No entanto, os desafios contemporâneos, como a escassez de recursos, as mudanças climáticas e a degradação ambiental, levantam questões sobre como as necessidades evolutivas de exploração e consumo podem ser conciliadas com as preocupações sobre a sustentabilidade e o impacto ambiental. O turismo sustentável, com foco na preservação dos recursos naturais e culturais, torna-se um tema emergente na psicologia do turismo, que busca compreender como as experiências turísticas podem ser moldadas para otimizar tanto o bem-estar dos turistas quanto a sustentabilidade do meio ambiente e das comunidades locais.
Outro tema relevante é o papel das emoções na experiência turística. Pesquisas recentes apontam que as emoções desempenham um papel fundamental na forma como os turistas percebem e avaliam suas experiências. A alegria, o entusiasmo, a surpresa e até mesmo o desconforto ou a frustração podem influenciar a maneira como os turistas experimentam um destino e, consequentemente, suas decisões de retorno. As abordagens fenomenológicas são úteis para explorar esses aspectos emocionais, pois se concentram na vivência subjetiva e nas qualidades afetivas da experiência. Dessa forma, as emoções não apenas moldam as percepções dos turistas, mas também se tornam parte integrante do processo de tomada de decisão.

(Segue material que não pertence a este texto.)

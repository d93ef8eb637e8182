//! Neon palette shared by every icon size

use crate::types::Color;

pub const DARK_BG: Color = Color::rgb(10, 10, 15);
pub const NEON_CYAN: Color = Color::rgb(0, 255, 255);
pub const NEON_MAGENTA: Color = Color::rgb(255, 0, 150);
pub const NEON_BLUE: Color = Color::rgb(30, 144, 255);
pub const GRID: Color = Color::rgb(0, 80, 100);
pub const GLOW_CYAN: Color = Color::rgb(0, 200, 220);
pub const SCANLINE: Color = Color::rgb(0, 0, 0);

/// Tile colors in reading order: top-left, top-right, bottom-left, bottom-right.
/// Cyan repeats on the diagonal.
pub const TILE_COLORS: [Color; 4] = [NEON_CYAN, NEON_MAGENTA, NEON_BLUE, NEON_CYAN];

Finalmente, à medida que o turismo se torna mais digital e conectado, novas questões surgem em relação ao equilíbrio entre a vida digital e o descanso físico. O fenômeno do "turismo digital livre", que busca proporcionar experiências de desconexão e recuperação longe das tecnologias, exemplifica o crescente interesse por formas de turismo que promovem o bem-estar mental e emocional. As férias sem dispositivos digitais, por exemplo, têm sido apontadas como uma forma de recuperação e reequilíbrio, onde o turista pode se desconectar de um ambiente saturado de informações e experiências mediadas pela tecnologia.
O futuro da psicologia do turismo enfrenta dois desafios principais. O primeiro é integrar as abordagens psicológicas com os modelos teóricos de turismo provenientes de outras disciplinas, como a sociologia e a antropologia, para proporcionar uma compreensão mais holística do comportamento turístico. O segundo desafio é entender como o turismo se encaixa na vida do indivíduo como um todo, considerando a complexidade da interação entre as experiências turísticas e outros aspectos da psicologia humana, como o desenvolvimento pessoal, as relações sociais e os traços de personalidade.
Além dos aspectos abordados, é crucial considerar o impacto das relações culturais no turismo e o papel que o turismo pode desempenhar na promoção de valores sociais, como a solidariedade e o respeito mútuo. O turismo não é apenas uma busca por prazer individual, mas também uma oportunidade de engajamento com outras culturas e de desenvolvimento de uma maior compreensão do outro, o que pode enriquecer a experiência emocional e psicológica do turista.